EXERCISE GOAL
Up to and including the line with "pub(crate) struct FrameInner", output the records exactly as they appear.
*** Block opens ***
use std::cell::{Ref, RefCell};
use std::fmt;
use std::rc::{Rc, Weak};

use tracing::debug;

use crate::basis;
use crate::error::Result;
use crate::isometry::Isometry;
use crate::pose::{Pose, PoseRc};
use crate::rotation::Rotation;
#[cfg(feature = "serde")]
use crate::serializer;
use crate::vector::Vector3;

/// Strong pointer to a node's shared state. Only ever stored inside another
/// node's `children` (the tree's actual ownership graph) or briefly on the
/// stack — never inside the public [`Frame`]/[`Pose`] handles alongside a
/// root keep-alive, or the two would own each other and neither would ever
/// free (see [`Frame`]'s docs).
pub(crate) type NodeRc = Rc<RefCell<FrameInner>>;

/// Inner, shared state of a [`Frame`] node. See `k`-crate's `NodeImpl` for
/// the ownership shape this mirrors (parent weak, children owned).
pub(crate) struct FrameInner {
    pub(crate) name: String,
    pub(crate) transformation_to_parent: Isometry,
    pub(crate) parent: Option<Weak<RefCell<FrameInner>>>,
    pub(crate) children: Vec<NodeRc>,
    pub(crate) poses: Vec<PoseRc>,
    pub(crate) depth: usize,
}

/// A named coordinate frame located relative to its parent by a rigid
/// transformation (§3, §4.2).
///
/// `Frame` is a cheap, `Clone`-able handle onto shared, interior-mutable
/// node state: `node` strongly owns this frame's own data, and `root`
/// strongly keeps the *whole tree* reachable for as long as this handle (or
/// any pose anchored in the tree) is alive — satisfying "a descendant keeps
/// its ancestors alive" (§3, I4) without creating a reference cycle. The
/// tree's actual parent/child edges stay one-directional (`children: Vec`
/// strong-down from each node, `parent` weak-up inside [`FrameInner`]); the
/// keep-alive lives only in handles that escape the tree into caller code,
/// never inside `FrameInner`/`PoseInner` itself, so nothing ever strongly
/// owns itself through a cycle.
#[derive(Clone)]
pub struct Frame {
    pub(crate) node: NodeRc,
    pub(crate) root: NodeRc,
}

impl Frame {
    /// Creates a root frame. `parent()` is `None`, `depth()` is 0.
    pub fn new(name: impl Into<String>) -> Self {
        let name = name.into();
        debug!(frame = %name, "creating root frame");
        let node = Rc::new(RefCell::new(FrameInner {
            name,
            transformation_to_parent: Isometry::identity(),
            parent: None,
            children: Vec::new(),
            poses: Vec::new(),
            depth: 0,
        }));
        Self {
            root: node.clone(),
            node,
        }
    }

    fn from_node(node: NodeRc, root: NodeRc) -> Self {
        Self { node, root }
    }

    pub(crate) fn ptr_eq(&self, other: &Frame) -> bool {
        Rc::ptr_eq(&self.node, &other.node)
    }

    fn borrow(&self) -> Ref<'_, FrameInner> {
        self.node.borrow()
    }

    /// The frame's name.
    pub fn name(&self) -> String {
        self.borrow().name.clone()
    }

    /// The frame's depth: 0 for the root, `parent().depth() + 1` otherwise.
    pub fn depth(&self) -> usize {
        self.borrow().depth
    }

    /// The parent frame, or `None` for a root.
    pub fn parent(&self) -> Option<Frame> {
        let parent_weak = self.borrow().parent.clone()?;
        let parent_node = parent_weak
            .upgrade()
            .expect("parent frame dropped while child alive");
        Some(Frame::from_node(parent_node, self.root.clone()))
    }

    /// An ordered snapshot of this frame's children.
    pub fn children(&self) -> Vec<Frame> {
        self.borrow()
            .children
            .iter()
            .map(|node| Frame::from_node(node.clone(), self.root.clone()))
            .collect()
    }

    /// An ordered snapshot of this frame's attached poses.
    pub fn poses(&self) -> Vec<Pose> {
        self.borrow()
            .poses
            .iter()
            .map(|node| Pose::from_node(node.clone(), self.root.clone()))
            .collect()
    }

    /// The tree's root. Defined for every frame (a root is its own root).
    pub fn root(&self) -> Frame {
        Frame::from_node(self.root.clone(), self.root.clone())
    }

    /// The current `transformation_to_parent`, decomposed.
    pub fn transformation_to_parent(&self) -> (Vector3, Rotation) {
        self.borrow().transformation_to_parent.decompose()
    }

    pub(crate) fn transformation_to_parent_iso(&self) -> Isometry {
        self.borrow().transformation_to_parent
    }

    /// Creates a child frame whose `transformation_to_parent` is
    /// `(translation, rotation)`. Returns a shared handle to the new child.
    pub fn add_child(
        &self,
        name: impl Into<String>,
        translation: Vector3,
        rotation: Rotation,
    ) -> Result<Frame> {
        let iso = Isometry::from_parts(translation, rotation)?;
        self.create_child(name, iso)
    }

    fn create_child(&self, name: impl Into<String>, iso: Isometry) -> Result<Frame> {
        let name = name.into();
        let depth = self.depth() + 1;
        let child_node = Rc::new(RefCell::new(FrameInner {
            name: name.clone(),
            transformation_to_parent: iso,
            parent: Some(Rc::downgrade(&self.node)),
            children: Vec::new(),
            poses: Vec::new(),
            depth,
        }));
        debug!(parent = %self.name(), child = %name, "adding child frame");
        self.node.borrow_mut().children.push(child_node.clone());
        Ok(Frame::from_node(child_node, self.root.clone()))
    }

    /// Attaches a new [`Pose`] to this frame with the given transformation.
    pub fn add_pose(&self, translation: Vector3, rotation: Rotation) -> Result<Pose> {
        let iso = Isometry::from_parts(translation, rotation)?;
        debug!(frame = %self.name(), "adding pose");
        let pose = Pose::anchor(self, iso);
        self.node.borrow_mut().poses.push(pose.node.clone());
        Ok(pose)
    }

    /// Replaces `transformation_to_parent` with `(translation, rotation)`.
    pub fn set(&self, translation: Vector3, rotation: Rotation) -> Result<()> {
        let iso = Isometry::from_parts(translation, rotation)?;
        debug!(frame = %self.name(), "setting transformation_to_parent");
        self.node.borrow_mut().transformation_to_parent = iso;
        Ok(())
    }

    /// Replaces `transformation_to_parent` with `delta ∘ transformation_to_parent`:
    /// the delta is expressed in the parent's coordinates and pre-multiplies.
    pub fn apply_in_parent_frame(&self, delta: Isometry) -> Result<()> {
        debug!(frame = %self.name(), "apply_in_parent_frame");
        let current = self.transformation_to_parent_iso();
        self.node.borrow_mut().transformation_to_parent = delta.compose(current);
        Ok(())
    }

    /// Replaces `transformation_to_parent` with `transformation_to_parent ∘ delta`:
    /// the delta is expressed in this frame's own coordinates and post-multiplies.
    pub fn apply_in_local_frame(&self, delta: Isometry) -> Result<()> {
        debug!(frame = %self.name(), "apply_in_local_frame");
        let current = self.transformation_to_parent_iso();
        self.node.borrow_mut().transformation_to_parent = current.compose(delta);
        Ok(())
    }

    /// Creates a new child whose `transformation_to_parent` places the
    /// child's origin at the world position of `reference_pose`, offset by
    /// `(translation, rotation)` expressed in the reference pose's frame
    /// (§4.2).
    pub fn calibrate_child(
        &self,
        name: impl Into<String>,
        translation: Vector3,
        rotation: Rotation,
        reference_pose: &Pose,
    ) -> Result<Frame> {
        let offset = Isometry::from_parts(translation, rotation)?;
        let change_of_basis = basis::change_of_basis(&reference_pose.frame(), self)?;
        let reference_transform = reference_pose.transformation_iso();
        let iso = change_of_basis.compose(reference_transform).compose(offset);
        debug!(frame = %self.name(), "calibrating child from reference pose");
        self.create_child(name, iso)
    }

    /// Emits a JSON document (§4.5) rooted at this frame.
    #[cfg(feature = "serde")]
    pub fn to_json(&self) -> String {
        serializer::to_json(self)
    }

    /// Ingests a JSON document (§4.5), updating transformations in place.
    #[cfg(feature = "serde")]
    pub fn apply_config(&self, json_text: &str) -> Result<()> {
        serializer::apply_config(self, json_text)
    }
}

impl PartialEq for Frame {
    fn eq(&self, other: &Self) -> bool {
        self.ptr_eq(other)
    }
}

impl fmt::Debug for Frame {
    fn fmt(&self, f: &mut fmt::Formatter<'_>) -> fmt::Result {
        f.debug_struct("Frame")
            .field("name", &self.name())
            .field("depth", &self.depth())
            .finish()
    }
}
//! Hierarchical Cartesian coordinate frames and rigid-transformation poses.
//!
//! A [`Frame`] tree models a scene graph of coordinate systems, each located
//! relative to its parent by a rigid transformation ([`Isometry`]). A
//! [`Pose`] anchors a rigid transformation to one frame and can be
//! re-expressed in any other frame of the same tree via [`Pose::in_frame`].

mod basis;
mod error;
mod frame;
mod isometry;
/// Helper math operations.
pub mod ops;
mod pose;
/// Spatial rotation, generic over the scalar field.
pub mod quaternion;
mod rotation;
mod rpy;
#[cfg(feature = "serde")]
mod serializer;
/// Spatial translation, generic over the scalar field.
pub mod vector;

pub use error::{Result, SpatialError};
pub use frame::Frame;
pub use isometry::Isometry;
pub use pose::Pose;
pub use quaternion::Quaternion;
pub use rotation::Rotation;
pub use rpy::RPY;
pub use vector::{Vector, Vector3};
use crate::error::{Result, SpatialError};
use crate::rotation::Rotation;

/// Roll-pitch-yaw angles in radians, ZYX-intrinsic convention
/// (equivalently XYZ-extrinsic): `R = Rz(yaw) * Ry(pitch) * Rx(roll)`.
#[cfg_attr(feature = "serde", derive(serde::Deserialize, serde::Serialize))]
#[derive(Clone, Copy, Debug, PartialEq)]
pub struct RPY {
    roll: f64,
    pitch: f64,
    yaw: f64,
}

impl RPY {
    /// Builds an `RPY` triple, rejecting non-finite angles.
    pub fn new(roll: f64, pitch: f64, yaw: f64) -> Result<Self> {
        if !roll.is_finite() || !pitch.is_finite() || !yaw.is_finite() {
            return Err(SpatialError::invalid_input("RPY angles must be finite"));
        }
        Ok(Self { roll, pitch, yaw })
    }

    pub fn roll(&self) -> f64 {
        self.roll
    }

    pub fn pitch(&self) -> f64 {
        self.pitch
    }

    pub fn yaw(&self) -> f64 {
        self.yaw
    }

    /// Returns the angles as a `[roll, pitch, yaw]` list.
    pub fn to_list(self) -> [f64; 3] {
        [self.roll, self.pitch, self.yaw]
    }

    /// Alias of [`RPY::to_list`].
    pub fn as_list(self) -> [f64; 3] {
        self.to_list()
    }

    /// Returns the angles as a `(roll, pitch, yaw)` tuple.
    pub fn to_tuple(self) -> (f64, f64, f64) {
        (self.roll, self.pitch, self.yaw)
    }

    /// Alias of [`RPY::to_tuple`].
    pub fn as_tuple(self) -> (f64, f64, f64) {
        self.to_tuple()
    }

    /// Converts the angles to a unified [`Rotation`].
    pub fn to_rotation(self) -> Rotation {
        Rotation::from_rpy(self.roll, self.pitch, self.yaw)
    }

    /// Alias of [`RPY::to_rotation`].
    pub fn as_rotation(self) -> Rotation {
        self.to_rotation()
    }
}
use crate::error::{Result, SpatialError};
use crate::rotation::Rotation;
use crate::vector::Vector3;

/// A rigid transformation `T = (t, R)` acting on a point `p` as
/// `T * p = R * p + t` (§3).
#[cfg_attr(feature = "serde", derive(serde::Deserialize, serde::Serialize))]
#[derive(Clone, Copy, Debug, PartialEq)]
pub struct Isometry {
    translation: Vector3,
    rotation: Rotation,
}

impl Isometry {
    /// The identity transformation.
    pub fn identity() -> Self {
        Self {
            translation: Vector3::new(0.0, 0.0, 0.0),
            rotation: Rotation::identity(),
        }
    }

    /// Builds an isometry from translation and rotation parts, rejecting
    /// non-finite translation components.
    pub fn from_parts(translation: Vector3, rotation: Rotation) -> Result<Self> {
        if !translation.is_finite() {
            return Err(SpatialError::invalid_input(
                "translation components must be finite",
            ));
        }
        Ok(Self {
            translation,
            rotation,
        })
    }

    /// A pure translation (identity rotation).
    pub fn from_translation(translation: Vector3) -> Result<Self> {
        Self::from_parts(translation, Rotation::identity())
    }

    /// A pure rotation (zero translation).
    pub fn from_rotation(rotation: Rotation) -> Self {
        Self {
            translation: Vector3::new(0.0, 0.0, 0.0),
            rotation,
        }
    }

    /// Returns the (translation, rotation) decomposition.
    pub fn decompose(self) -> (Vector3, Rotation) {
        (self.translation, self.rotation)
    }

    pub fn translation(self) -> Vector3 {
        self.translation
    }

    pub fn rotation(self) -> Rotation {
        self.rotation
    }

    /// Applies this transformation to a point.
    pub fn apply_to(self, point: Vector3) -> Vector3 {
        self.translation + self.rotation.rotate(point)
    }

    /// Composes two isometries: `(self ∘ other)` applies `other` first,
    /// matching `(t1, R1) ∘ (t2, R2) = (t1 + R1 * t2, R1 * R2)` (§3).
    pub fn compose(self, other: Self) -> Self {
        let translation = self.translation + self.rotation.rotate(other.translation);
        let rotation = self.rotation.compose(other.rotation);
        Self {
            translation,
            rotation,
        }
    }

    /// The inverse transformation: `(t, R)^-1 = (-R^-1 * t, R^-1)`.
    pub fn inverse(self) -> Self {
        let inverse_rotation = self.rotation.inverse();
        Self {
            translation: inverse_rotation.rotate(-self.translation),
            rotation: inverse_rotation,
        }
    }
}

impl std::ops::Mul for Isometry {
    type Output = Self;
    fn mul(self, other: Self) -> Self::Output {
        self.compose(other)
    }
}

impl std::ops::Mul<Vector3> for Isometry {
    type Output = Vector3;
    fn mul(self, point: Vector3) -> Self::Output {
        self.apply_to(point)
    }
}

#[cfg(test)]
mod tests {
    use super::*;
    use approx::assert_abs_diff_eq;
    use std::f64::consts::FRAC_PI_2;

    #[test]
    fn identity_is_neutral() {
        let t = Isometry::from_parts(Vector3::new(1.0, 2.0, 3.0), Rotation::from_rpy(0.1, 0.2, 0.3))
            .unwrap();
        let lhs = Isometry::identity().compose(t);
        let rhs = t.compose(Isometry::identity());
        assert_abs_diff_eq!(lhs.translation().x(), t.translation().x(), epsilon = 1e-9);
        assert_abs_diff_eq!(rhs.translation().x(), t.translation().x(), epsilon = 1e-9);
    }

    #[test]
    fn inverse_cancels() {
        let t = Isometry::from_parts(
            Vector3::new(1.0, -2.0, 0.5),
            Rotation::from_rpy(0.3, -0.2, 1.0),
        )
        .unwrap();
        let should_be_identity = t.compose(t.inverse());
        let (translation, rotation) = should_be_identity.decompose();
        assert_abs_diff_eq!(translation.x(), 0.0, epsilon = 1e-9);
        assert_abs_diff_eq!(translation.y(), 0.0, epsilon = 1e-9);
        assert_abs_diff_eq!(translation.z(), 0.0, epsilon = 1e-9);
        let q = rotation.to_quaternion();
        assert_abs_diff_eq!(q.w(), 1.0, epsilon = 1e-9);

        let other_way = t.inverse().compose(t);
        let q2 = other_way.rotation().to_quaternion();
        assert_abs_diff_eq!(q2.w(), 1.0, epsilon = 1e-9);
    }

    #[test]
    fn rotate_quarter_turn_about_z() {
        let t = Isometry::from_rotation(Rotation::from_rpy(0.0, 0.0, FRAC_PI_2));
        let rotated = t.apply_to(Vector3::new(1.0, 0.0, 0.0));
        assert_abs_diff_eq!(rotated.x(), 0.0, epsilon = 1e-9);
        assert_abs_diff_eq!(rotated.y(), 1.0, epsilon = 1e-9);
    }
}
#[cfg(feature = "num")]
use num::Float;

/// Trait for types implementing the square root operation.
pub trait Sqrt {
    /// Output type.
    type Output;
    /// Calculate square root of this value.
    fn sqrt(self) -> Self::Output;
}

#[cfg(feature = "num")]
impl<T> Sqrt for T
where
    T: Float,
{
    type Output = T;
    fn sqrt(self) -> Self::Output {
        Float::sqrt(self)
    }
}
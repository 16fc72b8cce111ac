//! 文档生成器模块
//!
//! 基于 LLM 为源码中的函数生成文档字符串建议
//!
//! # 功能
//!
//! - 解析单个文件或递归解析目录
//! - 为每个函数签名调用补全服务，失败时使用占位文本
//! - 按指定格式包裹为文档字符串字面量
//!
//! # 使用示例
//!
//! ```ignore
//! use docgen_rs::config::AppConfig;
//! use docgen_rs::services::doc_generator::{DocGenerator, DocPipeline};
//!
//! let config = AppConfig::load_or_default("config.json")?;
//! let generator = DocGenerator::new(my_completion_client, config.generator.clone());
//! let pipeline = DocPipeline::from_config(&config);
//!
//! let report = pipeline.propose("src/", &generator).await?;
//! for proposal in &report.proposals {
//!     println!("{}", proposal);
//! }
//! ```

mod formatter;
mod generator;
mod pipeline;
pub mod prompts;

pub use formatter::{wrap_docstring, DocStyle};
pub use generator::{fallback_docstring, CompletionService, DocGenerator};
pub use pipeline::{DocPipeline, DocProposal, PipelineReport};
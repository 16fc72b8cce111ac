//! Python 字符串字面量解码
//!
//! 处理前缀、引号、转义序列，并按 `inspect.cleandoc` 的规则整理文档字符串缩进。

const TAB_SIZE: usize = 8;

/// 解码单个字符串字面量的源码文本
///
/// 字节串、f-string 不算文档字符串，返回 `None`。
pub fn decode_string_literal(text: &str) -> Option<String> {
    let quote_pos = text.find(['\'', '"'])?;
    let (prefix, rest) = text.split_at(quote_pos);
    if !prefix.chars().all(|c| c.is_ascii_alphabetic()) {
        return None;
    }

    let prefix = prefix.to_ascii_lowercase();
    if prefix.contains(['b', 'f', 't']) {
        return None;
    }
    let raw = prefix.contains('r');

    let quote = if rest.starts_with("\"\"\"") || rest.starts_with("'''") {
        &rest[..3]
    } else {
        &rest[..1]
    };
    if rest.len() < quote.len() * 2 || !rest.ends_with(quote) {
        return None;
    }
    let body = &rest[quote.len()..rest.len() - quote.len()];

    if raw {
        Some(body.to_string())
    } else {
        Some(unescape(body))
    }
}

/// 处理转义序列
fn unescape(body: &str) -> String {
    let chars: Vec<char> = body.chars().collect();
    let mut out = String::with_capacity(body.len());
    let mut i = 0;

    while i < chars.len() {
        let c = chars[i];
        if c != '\\' {
            out.push(c);
            i += 1;
            continue;
        }

        let Some(&next) = chars.get(i + 1) else {
            out.push('\\');
            break;
        };
        i += 2;

        match next {
            // 续行
            '\n' => {}
            '\r' => {
                if chars.get(i) == Some(&'\n') {
                    i += 1;
                }
            }
            '\\' => out.push('\\'),
            '\'' => out.push('\''),
            '"' => out.push('"'),
            'a' => out.push('\u{07}'),
            'b' => out.push('\u{08}'),
            'f' => out.push('\u{0c}'),
            'n' => out.push('\n'),
            'r' => out.push('\r'),
            't' => out.push('\t'),
            'v' => out.push('\u{0b}'),
            '0'..='7' => {
                let mut value = next.to_digit(8).unwrap_or(0);
                let mut taken = 0;
                while taken < 2 {
                    match chars.get(i).and_then(|c| c.to_digit(8)) {
                        Some(d) => {
                            value = value * 8 + d;
                            i += 1;
                            taken += 1;
                        }
                        None => break,
                    }
                }
                match char::from_u32(value) {
                    Some(ch) => out.push(ch),
                    None => out.push('\u{fffd}'),
                }
            }
            'x' | 'u' | 'U' => {
                let width = match next {
                    'x' => 2,
                    'u' => 4,
                    _ => 8,
                };
                match read_hex(&chars, i, width) {
                    Some(ch) => {
                        out.push(ch);
                        i += width;
                    }
                    None => {
                        out.push('\\');
                        out.push(next);
                    }
                }
            }
            other => {
                out.push('\\');
                out.push(other);
            }
        }
    }

    out
}

/// 从 `start` 读取 `width` 位十六进制数并转为字符
fn read_hex(chars: &[char], start: usize, width: usize) -> Option<char> {
    let digits = chars.get(start..start + width)?;
    let mut value: u32 = 0;
    for d in digits {
        value = value * 16 + d.to_digit(16)?;
    }
    char::from_u32(value)
}

/// 展开制表符
fn expand_tabs(line: &str) -> String {
    let mut out = String::with_capacity(line.len());
    let mut column = 0;
    for c in line.chars() {
        if c == '\t' {
            let pad = TAB_SIZE - column % TAB_SIZE;
            out.extend(std::iter::repeat(' ').take(pad));
            column += pad;
        } else {
            out.push(c);
            column += 1;
        }
    }
    out
}

/// 整理文档字符串缩进，规则同 `inspect.cleandoc`
pub fn clean_docstring(doc: &str) -> String {
    let mut lines: Vec<String> = doc.split('\n').map(expand_tabs).collect();

    let margin = lines
        .iter()
        .skip(1)
        .filter_map(|line| {
            let content = line.trim_start().chars().count();
            (content > 0).then(|| line.chars().count() - content)
        })
        .min();

    if let Some(first) = lines.first_mut() {
        *first = first.trim_start().to_string();
    }
    if let Some(margin) = margin {
        for line in lines.iter_mut().skip(1) {
            *line = line.chars().skip(margin).collect();
        }
    }

    while lines.last().is_some_and(|l| l.is_empty()) {
        lines.pop();
    }
    let leading = lines.iter().take_while(|l| l.is_empty()).count();
    lines.drain(..leading);

    lines.join("\n")
}

#[cfg(test)]
mod tests {
    use super::*;

    #[test]
    fn test_decode_quotes_and_prefixes() {
        assert_eq!(decode_string_literal(r#""Greets.""#).as_deref(), Some("Greets."));
        assert_eq!(decode_string_literal("'single'").as_deref(), Some("single"));
        assert_eq!(decode_string_literal(r#""""triple""""#).as_deref(), Some("triple"));
        assert_eq!(decode_string_literal("'''also'''").as_deref(), Some("also"));
        assert_eq!(decode_string_literal(r#"u"unicode""#).as_deref(), Some("unicode"));
        assert_eq!(decode_string_literal("''").as_deref(), Some(""));
        assert_eq!(decode_string_literal("\"\"\"\"\"\"").as_deref(), Some(""));
    }

    #[test]
    fn test_bytes_and_fstrings_are_not_docs() {
        assert_eq!(decode_string_literal(r#"b"bytes""#), None);
        assert_eq!(decode_string_literal(r#"Rb"raw bytes""#), None);
        assert_eq!(decode_string_literal(r#"f"{x}""#), None);
    }

    #[test]
    fn test_escapes() {
        assert_eq!(decode_string_literal(r#""a\nb""#).as_deref(), Some("a\nb"));
        assert_eq!(decode_string_literal(r#""tab\there""#).as_deref(), Some("tab\there"));
        assert_eq!(decode_string_literal(r#""q\"q""#).as_deref(), Some("q\"q"));
        assert_eq!(decode_string_literal(r#""\x41é\101""#).as_deref(), Some("AéA"));
        assert_eq!(decode_string_literal(r#""keep \d""#).as_deref(), Some("keep \\d"));
        assert_eq!(decode_string_literal("\"joined \\\nline\"").as_deref(), Some("joined line"));
    }

    #[test]
    fn test_raw_strings_keep_backslashes() {
        assert_eq!(decode_string_literal(r#"r"a\nb""#).as_deref(), Some(r"a\nb"));
        assert_eq!(decode_string_literal(r#"R"""x\ty""""#).as_deref(), Some(r"x\ty"));
    }

    #[test]
    fn test_clean_docstring() {
        let raw = "\n    Summary line.\n\n    Details here.\n        Indented more.\n    ";
        assert_eq!(
            clean_docstring(raw),
            "Summary line.\n\nDetails here.\n    Indented more."
        );
        assert_eq!(clean_docstring("  One liner.  "), "One liner.  ");
        assert_eq!(clean_docstring(""), "");
    }

    #[test]
    fn test_clean_docstring_expands_tabs() {
        assert_eq!(clean_docstring("First.\n\tSecond.\n\t\tThird."), "First.\nSecond.\n        Third.");
    }
}
//! 配置模块

mod app_config;

pub use app_config::{AppConfig, GeneratorConfig, ParserConfig};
*** Block closes ***
YOUR SOLUTION
use std::cell::{Ref, RefCell};
use std::fmt;
use std::rc::{Rc, Weak};

use tracing::debug;

use crate::basis;
use crate::error::Result;
use crate::isometry::Isometry;
use crate::pose::{Pose, PoseRc};
use crate::rotation::Rotation;
#[cfg(feature = "serde")]
use crate::serializer;
use crate::vector::Vector3;

/// Strong pointer to a node's shared state. Only ever stored inside another
/// node's `children` (the tree's actual ownership graph) or briefly on the
/// stack — never inside the public [`Frame`]/[`Pose`] handles alongside a
/// root keep-alive, or the two would own each other and neither would ever
/// free (see [`Frame`]'s docs).
pub(crate) type NodeRc = Rc<RefCell<FrameInner>>;

/// Inner, shared state of a [`Frame`] node. See `k`-crate's `NodeImpl` for
/// the ownership shape this mirrors (parent weak, children owned).
pub(crate) struct FrameInner {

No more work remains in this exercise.